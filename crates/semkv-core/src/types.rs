//! Domain types shared by the loader, the store adapter and the retriever.

use serde::{Deserialize, Serialize};
use std::fmt;

use crate::error::{Error, Result};

/// A source document. Identity comes from `text` alone (see [`crate::KeyDeriver`]).
#[derive(Debug, Clone, PartialEq, Eq, Serialize, Deserialize)]
pub struct Document {
    pub text: String,
}

impl Document {
    pub fn new(text: impl Into<String>) -> Self {
        Self { text: text.into() }
    }
}

/// Content-addressed store key, rendered as `<namespace>:<hex digest>`.
#[derive(Debug, Clone, PartialEq, Eq, Hash, PartialOrd, Ord, Serialize, Deserialize)]
pub struct DocumentKey(String);

impl DocumentKey {
    /// Wrap a key as read back from the store. Use [`crate::KeyDeriver::derive`]
    /// to build keys for new documents.
    pub fn new(raw: impl Into<String>) -> Self {
        Self(raw.into())
    }

    pub fn as_str(&self) -> &str {
        &self.0
    }
}

impl fmt::Display for DocumentKey {
    fn fmt(&self, f: &mut fmt::Formatter<'_>) -> fmt::Result {
        f.write_str(&self.0)
    }
}

impl AsRef<str> for DocumentKey {
    fn as_ref(&self) -> &str {
        &self.0
    }
}

/// A fixed-length embedding vector.
///
/// Always non-empty and finite. The persisted form is the JSON object
/// `{"values":[...]}`.
#[derive(Debug, Clone, PartialEq, Serialize, Deserialize)]
#[serde(try_from = "EmbeddingWire")]
pub struct Embedding {
    values: Vec<f32>,
}

#[derive(Deserialize)]
struct EmbeddingWire {
    values: Vec<f32>,
}

impl TryFrom<EmbeddingWire> for Embedding {
    type Error = Error;

    fn try_from(wire: EmbeddingWire) -> Result<Self> {
        Embedding::new(wire.values)
    }
}

impl Embedding {
    pub fn new(values: Vec<f32>) -> Result<Self> {
        if values.is_empty() {
            return Err(Error::Embedding("embedding has no components".to_string()));
        }
        if let Some(pos) = values.iter().position(|v| !v.is_finite()) {
            return Err(Error::Embedding(format!("component {pos} is not finite")));
        }
        Ok(Self { values })
    }

    pub fn dim(&self) -> usize {
        self.values.len()
    }

    pub fn values(&self) -> &[f32] {
        &self.values
    }

    pub fn into_values(self) -> Vec<f32> {
        self.values
    }

    pub fn to_json(&self) -> String {
        // A struct holding only finite f32s always serializes.
        serde_json::to_string(self).unwrap_or_else(|_| String::from("{\"values\":[]}"))
    }

    /// Decode the persisted form. `key` only labels the error.
    pub fn from_json(key: &str, json: &str) -> Result<Self> {
        serde_json::from_str(json).map_err(|e| Error::MalformedRecord {
            key: key.to_string(),
            reason: format!("invalid embedding: {e}"),
        })
    }
}

/// One persisted document: text and embedding are always written together.
#[derive(Debug, Clone, PartialEq)]
pub struct StoredRecord {
    pub key: DocumentKey,
    pub text: String,
    pub embedding: Embedding,
}

/// A scored retrieval result. Higher `score` is better.
#[derive(Debug, Clone, PartialEq)]
pub struct ScoredCandidate {
    pub key: DocumentKey,
    pub text: String,
    pub score: f64,
}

******************************

■ Task details: Would you please reproduce the records above exactly, only from their first line through the line holding "store key, rendered", with both ends included?

■ Solution for this task:
filename crates/semkv-core/src/types.rs
//! Domain types shared by the loader, the store adapter and the retriever.

use serde::{Deserialize, Serialize};
use std::fmt;

use crate::error::{Error, Result};

/// A source document. Identity comes from `text` alone (see [`crate::KeyDeriver`]).
#[derive(Debug, Clone, PartialEq, Eq, Serialize, Deserialize)]
pub struct Document {
    pub text: String,
}

impl Document {
    pub fn new(text: impl Into<String>) -> Self {
        Self { text: text.into() }
    }
}

/// Content-addressed store key, rendered as `<namespace>:<hex digest>`.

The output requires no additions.